N. B. Le théologien Vernet s’est plaint au conseil de Genève qu’on se moquait de lui ; le conseil lui a offert une attestation de vie et de mœurs[2], comme quoi il n’avait pas volé sur les grands chemins, ni même dans la poche. Cette dernière partie de l’attestation paraissait bien hasardée.

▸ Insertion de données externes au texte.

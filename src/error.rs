// This Source Code Form is subject to the terms of the Mozilla Public
// License, v. 2.0. If a copy of the MPL was not distributed with this
// file, You can obtain one at http://mozilla.org/MPL/2.0/.
//
// Copyright (c) DUSK NETWORK. All rights reserved.

//! Error taxonomy. Recoverable conditions are returned as `Error`; invariant
//! violations go through [`fatal`] and abort the process.

use thiserror::Error;

#[derive(Debug, Clone, Error)]
pub enum Error {
    #[error("chain id {0} is beyond the current BA instance table")]
    InvalidChainId(u32),

    #[error("block rejected: {0}")]
    InvalidBlock(String),

    #[error(
        "appendConfig called out of order: expected round {expected}, got {got}"
    )]
    RoundNotIncreasing { expected: u64, got: u64 },

    #[error("inner agreement instance rejected the call: {0}")]
    Agreement(String),

    #[error("lattice call failed: {0}")]
    Lattice(String),

    #[error("node-set cache call failed: {0}")]
    NodeSetCache(String),

    #[error("manager is shutting down")]
    Canceled,
}

/// Invariant violations that denote programmer or protocol-state
/// corruption. These are never returned to a caller: they are logged and
/// the process is aborted — invariant violations are treated as fatal.
pub mod fatal {
    use crate::types::Position;

    pub fn round_out_of_range(round: u64, init_round: u64) -> ! {
        tracing::error!(
            event = "fatal.round_out_of_range",
            round,
            init_round,
            "getConfig called with a round before the manager's init round"
        );
        panic!(
            "BA-Mgr: round {round} is before init round {init_round}; this is a contract violation"
        );
    }

    pub fn node_set_cache_corrupt(
        round: u64,
        chain_id: u32,
        reason: &str,
    ) -> ! {
        tracing::error!(
            event = "fatal.node_set_cache",
            round,
            chain_id,
            reason,
            "node-set cache lookup failed while preparing a round"
        );
        panic!(
            "BA-Mgr: node-set cache corrupted for round {round} chain {chain_id}: {reason}"
        );
    }

    pub fn governance_missing(round: u64) -> ! {
        tracing::error!(
            event = "fatal.governance_missing",
            round,
            "governance has no data for a round the manager must reach"
        );
        panic!("BA-Mgr: governance data missing for round {round}");
    }

    #[allow(dead_code)]
    pub fn unexpected_stop(position: Position) -> ! {
        tracing::error!(
            event = "fatal.unexpected_stop",
            ?position,
            "encountered a STOP position where a concrete position was required"
        );
        panic!("BA-Mgr: unexpected STOP position {position:?}");
    }
}

pub type Result<T> = std::result::Result<T, Error>;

6415. — À M. LE MARÉCHAL DUC DE RICHELIEU.
Aux eaux de Rolle, 18 Juillet.

Je ne sais où vous êtes, monseigneur ; mais quelque part que vous soyez, vous êtes compatissant et généreux : vous serez touché de cette relation qu’on m’a envoyée[3]. Je suis persuadé que

  1. Voltaire veut parler des versets 7 et 8 du chapitre v de la première épître de saint Jean, où l’on lit : « tres sunt qui testimonium dant in cœlo, Pater, Verbum, et Spiritus Sanctus ; et hi tres unum sunt. Et tres sunt qui testimonium dant in terra, spiritus, et aqua, et sanguis ; et hi tres unum sunt. »
  2. Voyez la note, tome XXV, page 491.
  3. Extrait d’une lettre d’Abeville, du 7 juillet.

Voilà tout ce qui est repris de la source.